My only plea to Lesufi: don’t disappoint us

Unemployment holds one back from dreams and goals. Crime holds us hostage from freedom of movement.

There is hope in the air in Gauteng; call it what you may, the ambitions of premier Panyaza Lesufi give off the “it’s going to get better” kind of vibes.

The traffic wardens, though I have not seen them, are a sign of efforts to regain a sense of security to a city millions call home, but where only the brave can confidently walk its street.

I recently saw an advert for 6 000 jobs, targeted at those who have lost hope and which seem an indication the government sees and hears the plight of its people.
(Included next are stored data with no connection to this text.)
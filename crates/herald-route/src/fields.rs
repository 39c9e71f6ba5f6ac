//! Field maps: the named string values templates are matched and rendered against.

use std::collections::BTreeMap;

use serde::{Deserialize, Serialize};

use crate::types::ParsedMessage;

/// A mapping from field name to string value.
///
/// A field that was never inserted is absent, which is distinct from a field
/// holding the empty string: conditions on absent fields always fail.
#[derive(Debug, Clone, Default, PartialEq, Eq, Serialize, Deserialize)]
#[serde(transparent)]
pub struct FieldMap(BTreeMap<String, String>);

impl FieldMap {
    /// Creates an empty field map.
    #[must_use]
    pub fn new() -> Self {
        Self::default()
    }

    /// Builds the field map for a parsed message.
    ///
    /// Besides the message's own fields this exposes `description` (the
    /// content), `type` (the message family, e.g. `coding_cicd`) and every
    /// label and annotation as `labels.<key>` / `annotations.<key>`.
    #[must_use]
    pub fn from_message(message: &ParsedMessage) -> Self {
        let mut fields = Self::new();
        fields.insert("id", &message.id);
        fields.insert("title", &message.title);
        fields.insert("content", &message.content);
        fields.insert("description", &message.content);
        fields.insert("level", message.level.as_str());
        fields.insert("source", &message.source);
        fields.insert("service", &message.service);
        fields.insert("timestamp", message.timestamp.to_rfc3339());
        fields.insert("parser", &message.parser);
        fields.insert("type", message_type(&message.parser));
        fields.insert("tags", message.tags.join(","));
        for (k, v) in &message.labels {
            fields.insert(format!("labels.{k}"), v);
        }
        for (k, v) in &message.annotations {
            fields.insert(format!("annotations.{k}"), v);
        }
        fields
    }

    /// Sets a field, replacing any previous value.
    pub fn insert(&mut self, field: impl Into<String>, value: impl Into<String>) {
        self.0.insert(field.into(), value.into());
    }

    /// Returns a field's value, or `None` if it is absent.
    #[must_use]
    pub fn get(&self, field: &str) -> Option<&str> {
        self.0.get(field).map(String::as_str)
    }

    /// Returns true if the field is present (possibly empty).
    #[must_use]
    pub fn contains(&self, field: &str) -> bool {
        self.0.contains_key(field)
    }

    /// Returns the number of fields.
    #[must_use]
    pub fn len(&self) -> usize {
        self.0.len()
    }

    /// Returns true if there are no fields.
    #[must_use]
    pub fn is_empty(&self) -> bool {
        self.0.is_empty()
    }

    /// Iterates over fields in name order.
    pub fn iter(&self) -> impl Iterator<Item = (&str, &str)> {
        self.0.iter().map(|(k, v)| (k.as_str(), v.as_str()))
    }
}

impl<K, V> FromIterator<(K, V)> for FieldMap
where
    K: Into<String>,
    V: Into<String>,
{
    fn from_iter<I: IntoIterator<Item = (K, V)>>(iter: I) -> Self {
        Self(iter.into_iter().map(|(k, v)| (k.into(), v.into())).collect())
    }
}

/// Returns the message family for a parser name.
#[must_use]
pub fn message_type(parser: &str) -> &'static str {
    match parser {
        "tencent-cls" => "tencent_cls",
        "prometheus" => "prometheus",
        "coding-ci" => "coding_cicd",
        _ => "custom_alert",
    }
}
Is it too soon to say Gauteng is slowly becoming the place we once loved to call home?

WATCH: Lesufi urges Gauteng crime prevention wardens to ‘fight fire with fire’

Naysayers have said the heightened activity is window-dressing for the elections. They call it the “Panyaza effect”, where there is plenty of talk but no movement.
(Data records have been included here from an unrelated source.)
//! Routing decisions.
//!
//! The [`Router`] ties the pipeline together: a payload addressed to a group
//! is normalized by the parser engine, matched against the group's rules to
//! pick who gets notified, and matched against the templates to pick how.

use serde::{Deserialize, Serialize};
use serde_json::Value;
use tracing::{debug, info, warn};

use crate::engine::{ParserInfo, SharedParserEngine};
use crate::error::{Result, RouteError};
use crate::fields::FieldMap;
use crate::parsers::SourceParser;
use crate::rules::find_matching_rules;
use crate::source::ConfigSource;
use crate::templates::{
    PRESET_ID_PREFIX, RenderedTemplate, Template, TemplateKind, TemplateMatcher,
};
use crate::types::{Group, ParsedMessage, Platform, Rule, User};

/// Everything downstream delivery needs to notify about one payload.
#[derive(Debug, Clone, Serialize, Deserialize)]
pub struct RoutingDecision {
    /// The group the payload was addressed to.
    pub group: Group,
    /// The normalized message.
    pub message: ParsedMessage,
    /// All rules that fired, highest priority first.
    pub matched_rules: Vec<Rule>,
    /// The winning rule, if any fired.
    pub rule: Option<Rule>,
    /// Active users of the winning rule, in the rule's order.
    pub users: Vec<User>,
    /// The selected template.
    pub template: Template,
    /// The template rendered against the message.
    pub rendered: RenderedTemplate,
}

impl RoutingDecision {
    /// Returns true if a rule fired.
    #[must_use]
    pub const fn is_matched(&self) -> bool {
        self.rule.is_some()
    }

    /// Returns true if the message is severe enough to page someone.
    #[must_use]
    pub const fn is_urgent(&self) -> bool {
        self.message.level.is_urgent()
    }
}

/// Normalizes payloads and decides rule, recipients and template.
#[derive(Debug, Clone, Default)]
pub struct Router {
    engine: SharedParserEngine,
    templates: TemplateMatcher,
}

impl Router {
    /// Creates a router with the built-in parsers and presets.
    #[must_use]
    pub fn new() -> Self {
        Self::default()
    }

    /// Creates a router over an existing engine and template matcher.
    #[must_use]
    pub const fn with_parts(engine: SharedParserEngine, templates: TemplateMatcher) -> Self {
        Self { engine, templates }
    }

    /// Returns the parser engine.
    #[must_use]
    pub const fn engine(&self) -> &SharedParserEngine {
        &self.engine
    }

    /// Returns the template matcher.
    #[must_use]
    pub const fn templates(&self) -> &TemplateMatcher {
        &self.templates
    }

    /// Registers a parser ahead of all existing ones.
    pub fn add_parser(&self, parser: Box<dyn SourceParser>) {
        self.engine.add_parser(parser);
    }

    /// Returns the registered parsers in dispatch order.
    #[must_use]
    pub fn parsers(&self) -> Vec<ParserInfo> {
        self.engine.parsers()
    }

    /// Routes a payload addressed to the group with `group_identifier`.
    ///
    /// A payload that matches no rule still produces a decision carrying
    /// the message and template, with no rule and no users.
    ///
    /// # Errors
    ///
    /// - `RouteError::GroupNotFound` if no group has the identifier.
    /// - `RouteError::GroupInactive` if the group is switched off.
    /// - `RouteError::UnrecognizedFormat` if no parser produced a message.
    pub fn route<S>(&self, source: &S, group_identifier: &str, raw: &Value) -> Result<RoutingDecision>
    where
        S: ConfigSource + ?Sized,
    {
        let group = source
            .groups()
            .into_iter()
            .find(|g| g.identifier == group_identifier)
            .ok_or_else(|| RouteError::GroupNotFound {
                identifier: group_identifier.to_string(),
            })?;
        if !group.active {
            return Err(RouteError::GroupInactive {
                identifier: group_identifier.to_string(),
            });
        }

        let message = self.engine.parse_message(raw).into_result()?;

        let rules = source.rules_by_group(&group.id);
        let matched_rules: Vec<Rule> = find_matching_rules(&group.id, &message.match_text(), &rules)
            .into_iter()
            .cloned()
            .collect();
        let rule = matched_rules.first().cloned();

        let users = rule
            .as_ref()
            .map(|r| resolve_users(r, &source.users()))
            .unwrap_or_default();

        let mut fields = FieldMap::from_message(&message);
        fields.insert("group", &group.name);
        fields.insert("mentions", mentions(&group, &users));
        if let Some(rule) = &rule {
            fields.insert("rule", &rule.name);
        }

        let custom = custom_templates(source.templates());
        let template = self.templates.find(&fields, &custom).clone();
        let rendered = template.render(&fields);

        info!(
            group = %group.identifier,
            message_id = %message.id,
            parser = %message.parser,
            level = %message.level,
            urgent = message.level.is_urgent(),
            rule = rule.as_ref().map_or("-", |r| r.name.as_str()),
            users = users.len(),
            template = %template.id,
            "routed message"
        );

        Ok(RoutingDecision {
            group,
            message,
            matched_rules,
            rule,
            users,
            template,
            rendered,
        })
    }
}

/// Treats every stored template as custom.
///
/// Templates in the preset namespace are dropped so they cannot shadow a
/// built-in preset; the rest are marked custom whatever they claim.
fn custom_templates(templates: Vec<Template>) -> Vec<Template> {
    templates
        .into_iter()
        .filter_map(|mut template| {
            if template.id.starts_with(PRESET_ID_PREFIX) {
                warn!(template_id = %template.id, "ignoring stored template in the preset namespace");
                return None;
            }
            template.kind = TemplateKind::Custom;
            Some(template)
        })
        .collect()
}

/// Resolves a rule's user ids to active users, keeping the rule's order.
///
/// Unknown ids are skipped.
#[must_use]
pub fn resolve_users(rule: &Rule, users: &[User]) -> Vec<User> {
    rule.user_ids
        .iter()
        .filter_map(|id| {
            let user = users.iter().find(|u| &u.id == id);
            if user.is_none() {
                debug!(rule = %rule.name, user_id = %id, "rule references unknown user");
            }
            user
        })
        .filter(|u| u.active)
        .cloned()
        .collect()
}

/// Builds the mention text for `users` on the group's enabled channels.
///
/// Each user is mentioned by the id of the first enabled channel platform
/// they have one for, or by name otherwise.
#[must_use]
pub fn mentions(group: &Group, users: &[User]) -> String {
    let platforms: Vec<Platform> = group.enabled_channels().map(|c| c.platform).collect();
    users
        .iter()
        .map(|user| {
            let handle = platforms
                .iter()
                .find_map(|p| user.platform_id(*p))
                .unwrap_or(user.name.as_str());
            format!("@{handle}")
        })
        .collect::<Vec<_>>()
        .join(" ")
}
But the rest of us, those who understand civil society can only do so much, that business can only keep investing so much, know government is what will make the biggest difference. It is commendable an office of leadership has the confidence to tackle the hostage situation the people finds themselves in.

Unemployment holds one back from dreams and goals. Crime holds us hostage from freedom of movement.

We are afraid to buy the cars of our dreams because unauthorised owners may “repossess” them. We are afraid to walk in the central business district because we may become a statistic to the rising crime levels.

ALSO READ: Unstoppable force? 3 000 crime-fighting heroes deployed in Gauteng

We can be critics – and so we should be: we are residents of this city and this province, we pay our taxes and want to live in safety, to enjoy our homes – but we must also see the efforts of those trying to restore the dignity of our space.

While the government has flaws, we ought to be mindful of those who go against the tide and swim towards the people, as opposed to a select few. We may be disappointed later, but we may also be pleasantly surprised.

In a situation where we either choose hope or hopelessness, I opt for hope. Better days are coming. One office wants to see improvement and with our support, it will be attainable… This office has restored my faith in the City of Gold, where dreams are attainable.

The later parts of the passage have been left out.